The second thing I’m explaining to a lot of people is that although the book is about the largest information technology company in the world, this is not a technical book. It’s not about the inner workings of the information technology industry, and it not written for the technical wizards who dominate so much of what comes out of this industry. I couldn’t write that book, because that’s not who I am. I wasn’t a technical executive when I got to IBM, and I’m not one now that I’m stepping away from IBM.
That said, I’m fairly sure that the Silicon Valley crowd will be interested in the book. The decline and return of IBM has been the fascination of a lot of the people and the companies who once wrote us off as a dinosaur or an also-ran. But at the end of the day, this is a book about business, not technology. It’s written for people who hold leadership positions in any enterprise, or who aspire to -- people who need to understand issues of cultural change, of enterprise transformation, of how you grab hold of something and move it in a very different direction without having it break in your hands. In fact, I hope that people will find something they can learn from and apply in what the book says about the intricacies of what it takes to change corporate culture. I know this was the single greatest learning I’m taking away from my IBM experience.
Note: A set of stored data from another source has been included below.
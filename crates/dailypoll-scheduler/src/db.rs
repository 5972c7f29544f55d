use rusqlite::Connection;

use crate::error::Result;

/// Initialise the scheduler schema in `conn`.
///
/// Creates the `jobs` table (idempotent) and an index on `(state, not_before)`
/// so the due-job polling query stays cheap as terminal rows accumulate
/// between retention sweeps.
pub fn init_db(conn: &Connection) -> Result<()> {
    conn.execute_batch(
        "
        CREATE TABLE IF NOT EXISTS jobs (
            id              TEXT    NOT NULL PRIMARY KEY,
            kind            TEXT    NOT NULL,   -- JSON-encoded JobKind enum
            state           TEXT    NOT NULL DEFAULT 'pending',
            not_before      TEXT    NOT NULL,   -- RFC 3339
            attempts        INTEGER NOT NULL DEFAULT 0,
            max_attempts    INTEGER NOT NULL,
            last_error      TEXT,
            created_at      TEXT    NOT NULL,
            last_attempt_at TEXT,
            finished_at     TEXT
        ) STRICT;

        -- Efficient polling: SELECT … WHERE state = 'pending' AND not_before <= ?
        CREATE INDEX IF NOT EXISTS idx_jobs_state_not_before
            ON jobs (state, not_before);
        ",
    )?;
    Ok(())
}

#[cfg(test)]
mod tests {
    use super::*;

    #[test]
    fn init_is_idempotent() {
        let conn = Connection::open_in_memory().expect("open failed");
        init_db(&conn).expect("first init failed");
        init_db(&conn).expect("second init failed");
    }
}
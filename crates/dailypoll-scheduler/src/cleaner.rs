use std::sync::Arc;
use std::time::Duration;

use tokio::sync::watch;
use tokio::task::JoinHandle;
use tracing::{debug, error};

use crate::store::JobStore;

/// How often the retention sweep runs. Retention windows are measured in
/// days, so an hourly cadence is plenty.
const SWEEP_INTERVAL: Duration = Duration::from_secs(3600);

/// Spawn the periodic task that prunes terminal jobs past their retention
/// window. Pruning is deliberately not part of the worker loop — workers
/// should only ever spend their poll budget on due jobs.
pub fn spawn_retention_sweeper(
    store: Arc<JobStore>,
    mut shutdown: watch::Receiver<bool>,
) -> JoinHandle<()> {
    tokio::spawn(async move {
        let mut interval = tokio::time::interval(SWEEP_INTERVAL);
        // The first tick fires immediately; that doubles as a startup sweep.
        loop {
            tokio::select! {
                _ = interval.tick() => {
                    match store.prune() {
                        Ok((0, 0)) => {}
                        Ok((completed, failed)) => {
                            debug!(completed, failed, "retention sweep pruned jobs");
                        }
                        Err(e) => error!("retention sweep failed: {e}"),
                    }
                }
                _ = shutdown.changed() => {
                    if *shutdown.borrow() {
                        debug!("retention sweeper shutting down");
                        break;
                    }
                }
            }
        }
    })
}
In all of my business career, I would have always said that culture is one of the five or six things you worry about if you're a leader. You worry about markets, and competitors, and financial assets and strategy. And somewhere on the list is culture. What I learned at IBM is that culture isn’t part of the game. It is the game. When you strip it right down to bare metal, a corporation is nothing more than the collective ability of its people to do two things: create value and execute the strategies of the company.
What I came to understand is that any enterprise can operate, and operate successfully, in the short term on the basis of its vision, strategy, marketing, financial model and management system. But no enterprise will succeed over the long haul if the DNA of the organism doesn’t allow people to respond to situations without being told what to do. Louis V. Gerstner, Jr.